Although the book comes in right around 200 pages, it is packed with information and relevant insight. One aspect I never considered is the impact of stressful events and trauma in childhood. The Adverse Childhood Experiences (ACE) questionnaire, which reflects how many significant traumatic events a person experiences in childhood, has been shown to be highly correlated not only to behavior problems in class, but also long term health consequences. The quick and dirty rationale is this: the brain responds to stress by releasing hormones, which cause side effects associated with “fight or flight” such as clammy hands or dry throat/mouth. Way back in the caveman days, this happened relatively infrequently, and for short periods of time (think about being hunted down by a lion or bear). Today, however, stressful events can last for days, weeks, months, and years (such as abuse, negligent parents, or parents divorcing). Over time, this stress begins affecting certain areas of the brain, which lead to behavior problems. As children’s brains are malleable and not fully developed, the harmful effects of this are thus magnified. However, even though this seems grim, research has shown that the effects stress has on children can be mitigated through attentive parenting (and yes, I have definitely made notes on this topic).

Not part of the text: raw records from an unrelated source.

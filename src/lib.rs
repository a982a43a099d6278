pub mod cli;
pub mod config;
pub mod dataset;
pub mod encoder;
pub mod error;
pub mod evaluate;
pub mod fusion;
pub mod metrics;
pub mod model;
pub mod output;
pub mod predict;
pub mod ranking;
pub mod relevance;
pub mod report;
pub mod runner;
pub mod scoring;
pub mod search;
pub mod service;
pub mod service_eval;
pub mod submission;

pub use encoder::{Encoder, EncoderSpec};
pub use error::{RelevanceError, Result};
pub use evaluate::{EvaluationResult, evaluate, evaluate_at};
pub use model::{Embedding, Product, Query, RankedEntry, RelevanceLabel, ScoredCandidate};
pub use ranking::rank;
pub use relevance::score_to_relevance;
pub use scoring::similarity;
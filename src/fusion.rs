//! Weighted reciprocal-rank fusion of several retrievers.

use std::collections::HashMap;

use tracing::warn;

use crate::error::{RelevanceError, Result};
use crate::model::ScoredCandidate;
use crate::ranking;
use crate::service::CandidateRanker;

pub const DEFAULT_RRF_K: f64 = 60.0;

/// `score(id) = Σ weight / (k + rank)` over the lists containing `id`
/// (ranks 1-based), best first with ties by id.
pub fn weighted_rrf(lists: &[(f64, Vec<String>)], k: f64, limit: usize) -> Vec<ScoredCandidate> {
    let mut scores: HashMap<&str, f64> = HashMap::new();
    for (weight, ids) in lists {
        for (i, id) in ids.iter().enumerate() {
            *scores.entry(id.as_str()).or_insert(0.0) += weight / (k + (i + 1) as f64);
        }
    }

    let fused: Vec<ScoredCandidate> = scores
        .into_iter()
        .map(|(id, s)| ScoredCandidate::new(id, s as f32))
        .collect();
    let mut ordered = ranking::order(&fused);
    ordered.truncate(limit);
    ordered
}

type Member = (f64, Box<dyn CandidateRanker + Send + Sync>);

/// Hybrid retriever combining weighted members. A failing member is left
/// out of the fusion; the query fails only when every member fails.
pub struct FusedRanker {
    members: Vec<Member>,
    k: f64,
    limit: usize,
}

impl FusedRanker {
    pub fn new(k: f64, limit: usize) -> Self {
        Self {
            members: Vec::new(),
            k,
            limit,
        }
    }

    pub fn with_member(
        mut self,
        weight: f64,
        ranker: impl CandidateRanker + Send + Sync + 'static,
    ) -> Self {
        self.members.push((weight, Box::new(ranker)));
        self
    }
}

impl CandidateRanker for FusedRanker {
    fn rank_candidates(&self, query: &str) -> Result<Vec<String>> {
        let mut lists = Vec::with_capacity(self.members.len());
        let mut last_err = None;

        for (weight, ranker) in &self.members {
            match ranker.rank_candidates(query) {
                Ok(ids) => lists.push((*weight, ids)),
                Err(err) => {
                    warn!(%err, query, "fusion member failed");
                    last_err = Some(err);
                }
            }
        }

        if lists.is_empty() {
            return Err(last_err.unwrap_or_else(|| {
                RelevanceError::ServiceUnavailable("fused ranker has no members".into())
            }));
        }

        Ok(weighted_rrf(&lists, self.k, self.limit)
            .into_iter()
            .map(|c| c.product_id)
            .collect())
    }
}
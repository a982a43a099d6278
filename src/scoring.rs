use crate::model::ScoredCandidate;

/// Cosine similarity in `[-1, 1]`. Zero-norm, empty or mismatched vectors
/// score 0.
pub fn similarity(a: &[f32], b: &[f32]) -> f32 {
    if a.is_empty() || b.is_empty() || a.len() != b.len() {
        return 0.0;
    }

    let (dot, na, nb) = a
        .iter()
        .zip(b.iter())
        .fold((0.0f64, 0.0f64, 0.0f64), |(d, aa, bb), (x, y)| {
            let (x, y) = (*x as f64, *y as f64);
            (d + x * y, aa + x * x, bb + y * y)
        });

    if na == 0.0 || nb == 0.0 {
        0.0
    } else {
        (dot / (na.sqrt() * nb.sqrt())).clamp(-1.0, 1.0) as f32
    }
}

/// Scores every candidate against the query, keeping input order.
pub fn score_candidates<S: AsRef<str>, V: AsRef<[f32]>>(
    query: &[f32],
    candidates: &[(S, V)],
) -> Vec<ScoredCandidate> {
    candidates
        .iter()
        .map(|(id, emb)| ScoredCandidate::new(id.as_ref(), similarity(query, emb.as_ref())))
        .collect()
}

This is only one interesting area that Tough delves into. He also goes into detail about the KIPP Academy, and the change from focusing on academics to also improving character. KIPP Academy founder David Levin noticed that the former KIPP students who excelled in college were not necessarily the same ones who excelled academically at KIPP. And sometimes, the ones who did well at KIPP did not necessarily graduate college. While there are a multitude of scenarios and obstacles that students can face between high school and college, one thought is that at KIPP, students were surrounded by adults who helped them succeed and provided advice and guidance. In college, however, there is no longer that constant pressure to do homework and study, and some students falter. The ones that did succeed seemed to be more optimistic and have more resilience. The character traits that KIPP and some other educational institutions are trying to instill are more practical than ethical. So they focus less on morals and integrity and more on self-discipline and persistence.

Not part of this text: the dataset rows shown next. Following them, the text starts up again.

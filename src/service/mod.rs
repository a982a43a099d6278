//! Ranking collaborators: anything that can order or score catalog products
//! for a query. HTTP clients talk to the real services; the in-memory
//! implementations stand in for them offline and in tests.

use std::collections::{HashMap, HashSet};

use serde::{Deserialize, Serialize};
use tracing::warn;

use crate::error::Result;
use crate::model::ScoredCandidate;
use crate::ranking;

pub mod http;
pub mod memory;

pub use http::{BackendClient, RerankClient};
pub use memory::{EncoderRanker, EncoderReranker, StaticRanker};

/// Returns catalog product ids for a query, best first.
pub trait CandidateRanker {
    fn rank_candidates(&self, query: &str) -> Result<Vec<String>>;
}

impl<R: CandidateRanker + ?Sized> CandidateRanker for &R {
    fn rank_candidates(&self, query: &str) -> Result<Vec<String>> {
        (**self).rank_candidates(query)
    }
}

impl CandidateRanker for Box<dyn CandidateRanker + Send + Sync> {
    fn rank_candidates(&self, query: &str) -> Result<Vec<String>> {
        (**self).rank_candidates(query)
    }
}

/// Wire shape of a rerank candidate.
#[derive(Debug, Clone, PartialEq, Serialize, Deserialize)]
pub struct RerankCandidate {
    pub product: String,
    pub text: String,
}

/// Scores `(id, text)` candidates against a query, e.g. a cross-encoder.
pub trait Reranker {
    fn rerank(&self, query: &str, candidates: &[RerankCandidate]) -> Result<Vec<ScoredCandidate>>;
}

impl<X: Reranker + ?Sized> Reranker for &X {
    fn rerank(&self, query: &str, candidates: &[RerankCandidate]) -> Result<Vec<ScoredCandidate>> {
        (**self).rerank(query, candidates)
    }
}

impl Reranker for Box<dyn Reranker + Send + Sync> {
    fn rerank(&self, query: &str, candidates: &[RerankCandidate]) -> Result<Vec<ScoredCandidate>> {
        (**self).rerank(query, candidates)
    }
}

/// Retrieves with `retriever`, reorders the first `depth` ids with
/// `reranker` and keeps `limit`. Only retrieved ids survive the rerank. A
/// failing reranker leaves the retrieval order in place.
pub struct RerankedRanker<R, X> {
    retriever: R,
    reranker: X,
    texts: HashMap<String, String>,
    depth: usize,
    limit: usize,
}

impl<R, X> RerankedRanker<R, X> {
    pub fn new(retriever: R, reranker: X, texts: HashMap<String, String>) -> Self {
        Self {
            retriever,
            reranker,
            texts,
            depth: 64,
            limit: usize::MAX,
        }
    }

    pub fn with_depth(mut self, depth: usize) -> Self {
        self.depth = depth.max(1);
        self
    }

    pub fn with_limit(mut self, limit: usize) -> Self {
        self.limit = limit;
        self
    }
}

impl<R: CandidateRanker, X: Reranker> CandidateRanker for RerankedRanker<R, X> {
    fn rank_candidates(&self, query: &str) -> Result<Vec<String>> {
        let mut ids = self.retriever.rank_candidates(query)?;
        ids.truncate(self.depth);

        let candidates: Vec<RerankCandidate> = ids
            .iter()
            .map(|id| RerankCandidate {
                product: id.clone(),
                text: self.texts.get(id).cloned().unwrap_or_default(),
            })
            .collect();

        let mut ordered = match self.reranker.rerank(query, &candidates) {
            Ok(scored) => {
                let retrieved: HashSet<&str> = ids.iter().map(String::as_str).collect();
                let kept: Vec<ScoredCandidate> = scored
                    .into_iter()
                    .filter(|c| retrieved.contains(c.product_id.as_str()))
                    .collect();
                ranking::order(&kept)
                    .into_iter()
                    .map(|c| c.product_id)
                    .collect()
            }
            Err(err) => {
                warn!(%err, query, "rerank failed, keeping retrieval order");
                ids
            }
        };
        ordered.truncate(self.limit);
        Ok(ordered)
    }
}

The area I found most interesting and relatable is the topic of affluence and character. One of the biggest problems facing parents is finding the balance between not wanting children to suffer or fail and challenging them to experiment in order to grow and learn. One thing that bothers me is the need to make every child feel special. I think it is important to recognize when children do well, but I am whole-heartedly against everybody getting a participation award/badge just for showing up. People win and people lose-that’s just the way life is, but always telling a child they did fantastic and awarding them for every minor thing just sets them up, not only for failure, but can give them a sense of entitlement. What is going to happen when the child grows up and the first difficult moment he faces in life is when he’s an adult?

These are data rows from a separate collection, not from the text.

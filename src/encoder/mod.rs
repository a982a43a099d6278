use std::fmt;
use std::path::PathBuf;
use std::str::FromStr;
use std::time::Duration;

use crate::error::{RelevanceError, Result};
use crate::model::Embedding;

pub mod fixture;
pub mod hashed;
pub mod http;

pub use fixture::FixtureEncoder;
pub use hashed::HashedEncoder;
pub use http::{EmbeddingKind, HttpEncoder, ModelInfo};

/// Turns text into vectors. Implementations must return the same vector for
/// the same text and accept the empty string.
pub trait Encoder {
    fn embed_one(&self, text: &str) -> Result<Embedding>;

    fn embed_many(&self, texts: &[&str]) -> Result<Vec<Embedding>> {
        texts.iter().map(|t| self.embed_one(t)).collect()
    }

    fn name(&self) -> String;
}

impl Encoder for Box<dyn Encoder> {
    fn embed_one(&self, text: &str) -> Result<Embedding> {
        (**self).embed_one(text)
    }

    fn embed_many(&self, texts: &[&str]) -> Result<Vec<Embedding>> {
        (**self).embed_many(texts)
    }

    fn name(&self) -> String {
        (**self).name()
    }
}

impl Encoder for Box<dyn Encoder + Send + Sync> {
    fn embed_one(&self, text: &str) -> Result<Embedding> {
        (**self).embed_one(text)
    }

    fn embed_many(&self, texts: &[&str]) -> Result<Vec<Embedding>> {
        (**self).embed_many(texts)
    }

    fn name(&self) -> String {
        (**self).name()
    }
}

impl<E: Encoder + ?Sized> Encoder for &E {
    fn embed_one(&self, text: &str) -> Result<Embedding> {
        (**self).embed_one(text)
    }

    fn embed_many(&self, texts: &[&str]) -> Result<Vec<Embedding>> {
        (**self).embed_many(texts)
    }

    fn name(&self) -> String {
        (**self).name()
    }
}

/// Textual encoder selector: `hashed`, `hashed:<dim>`, `fixture:<path>`,
/// `http(s)://base` for the dense endpoint, `sparse+http(s)://base` for the
/// sparse one. `dense` and `sparse` use the configured embedding service.
#[derive(Debug, Clone, PartialEq)]
pub enum EncoderSpec {
    Hashed { dim: usize },
    Fixture { path: PathBuf },
    Http { base_url: String, kind: EmbeddingKind },
    Service { kind: EmbeddingKind },
}

impl FromStr for EncoderSpec {
    type Err = RelevanceError;

    fn from_str(s: &str) -> Result<Self> {
        let s = s.trim();
        match s {
            "dense" => {
                return Ok(EncoderSpec::Service {
                    kind: EmbeddingKind::Dense,
                });
            }
            "sparse" => {
                return Ok(EncoderSpec::Service {
                    kind: EmbeddingKind::Sparse,
                });
            }
            _ => {}
        }
        if s == "hashed" {
            return Ok(EncoderSpec::Hashed {
                dim: hashed::DEFAULT_DIM,
            });
        }
        if let Some(dim) = s.strip_prefix("hashed:") {
            let dim: usize = dim
                .parse()
                .map_err(|_| RelevanceError::InvalidArg(format!("bad hashed dimension: {dim}")))?;
            if dim < hashed::MIN_DIM {
                return Err(RelevanceError::InvalidArg(format!(
                    "hashed dimension must be at least {}, got {dim}",
                    hashed::MIN_DIM
                )));
            }
            return Ok(EncoderSpec::Hashed { dim });
        }
        if let Some(path) = s.strip_prefix("fixture:") {
            return Ok(EncoderSpec::Fixture {
                path: PathBuf::from(path),
            });
        }
        if let Some(url) = s.strip_prefix("sparse+") {
            if url.starts_with("http://") || url.starts_with("https://") {
                return Ok(EncoderSpec::Http {
                    base_url: url.to_string(),
                    kind: EmbeddingKind::Sparse,
                });
            }
        }
        if s.starts_with("http://") || s.starts_with("https://") {
            return Ok(EncoderSpec::Http {
                base_url: s.to_string(),
                kind: EmbeddingKind::Dense,
            });
        }
        Err(RelevanceError::InvalidArg(format!(
            "unknown encoder '{s}' (expected hashed, hashed:<dim>, fixture:<path>, dense, sparse or an http(s) URL)"
        )))
    }
}

impl fmt::Display for EncoderSpec {
    fn fmt(&self, f: &mut fmt::Formatter<'_>) -> fmt::Result {
        match self {
            EncoderSpec::Hashed { dim } => write!(f, "hashed:{dim}"),
            EncoderSpec::Fixture { path } => write!(f, "fixture:{}", path.display()),
            EncoderSpec::Http {
                base_url,
                kind: EmbeddingKind::Dense,
            } => write!(f, "{base_url}"),
            EncoderSpec::Http {
                base_url,
                kind: EmbeddingKind::Sparse,
            } => write!(f, "sparse+{base_url}"),
            EncoderSpec::Service {
                kind: EmbeddingKind::Dense,
            } => write!(f, "dense"),
            EncoderSpec::Service {
                kind: EmbeddingKind::Sparse,
            } => write!(f, "sparse"),
        }
    }
}

impl EncoderSpec {
    /// Builds the long-lived encoder handle for this selector; `embed_url`
    /// backs the `dense` and `sparse` selectors.
    pub fn build(
        &self,
        embed_url: &str,
        timeout: Duration,
    ) -> Result<Box<dyn Encoder + Send + Sync>> {
        let encoder: Box<dyn Encoder + Send + Sync> = match self {
            EncoderSpec::Hashed { dim } => Box::new(HashedEncoder::new(*dim)),
            EncoderSpec::Fixture { path } => Box::new(FixtureEncoder::load(path)?),
            EncoderSpec::Http { base_url, kind } => {
                Box::new(HttpEncoder::new(base_url, *kind, timeout)?)
            }
            EncoderSpec::Service { kind } => {
                Box::new(HttpEncoder::new(embed_url, *kind, timeout)?)
            }
        };
        Ok(encoder)
    }

    /// Describes the model behind this selector. HTTP selectors ask the
    /// embedding service; local encoders describe themselves.
    pub fn model_info(&self, embed_url: &str, timeout: Duration) -> Result<ModelInfo> {
        match self {
            EncoderSpec::Http { base_url, kind } => {
                HttpEncoder::new(base_url, *kind, timeout)?.model_info()
            }
            EncoderSpec::Service { kind } => HttpEncoder::new(embed_url, *kind, timeout)?.model_info(),
            EncoderSpec::Hashed { dim } => Ok(ModelInfo {
                model_name: self.to_string(),
                model_path: String::new(),
                embedding_dimension: HashedEncoder::new(*dim).dim(),
            }),
            EncoderSpec::Fixture { path } => {
                let fixture = FixtureEncoder::load(path)?;
                Ok(ModelInfo {
                    model_name: fixture.name(),
                    model_path: path.display().to_string(),
                    embedding_dimension: fixture.dim(),
                })
            }
        }
    }
}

How Children Succeed clearly demonstrates that there is no easy way to help children develop character. It is a long and sometimes arduous process, beginning with being attentive and nurturing with newborns and toddlers. As they grow older, it is imperative to let them try new things and seek various opportunities to expand their interests and skill set, while letting them know that they won’t be successful at everything, but failure is part of the process and acceptable. I think this is a great book for all adults. For parents, it gives them actionable items they can do to help their child and solid reasoning and research. For non-parents, it gives great insight into the problems in education, which ultimately end up being society’s problem.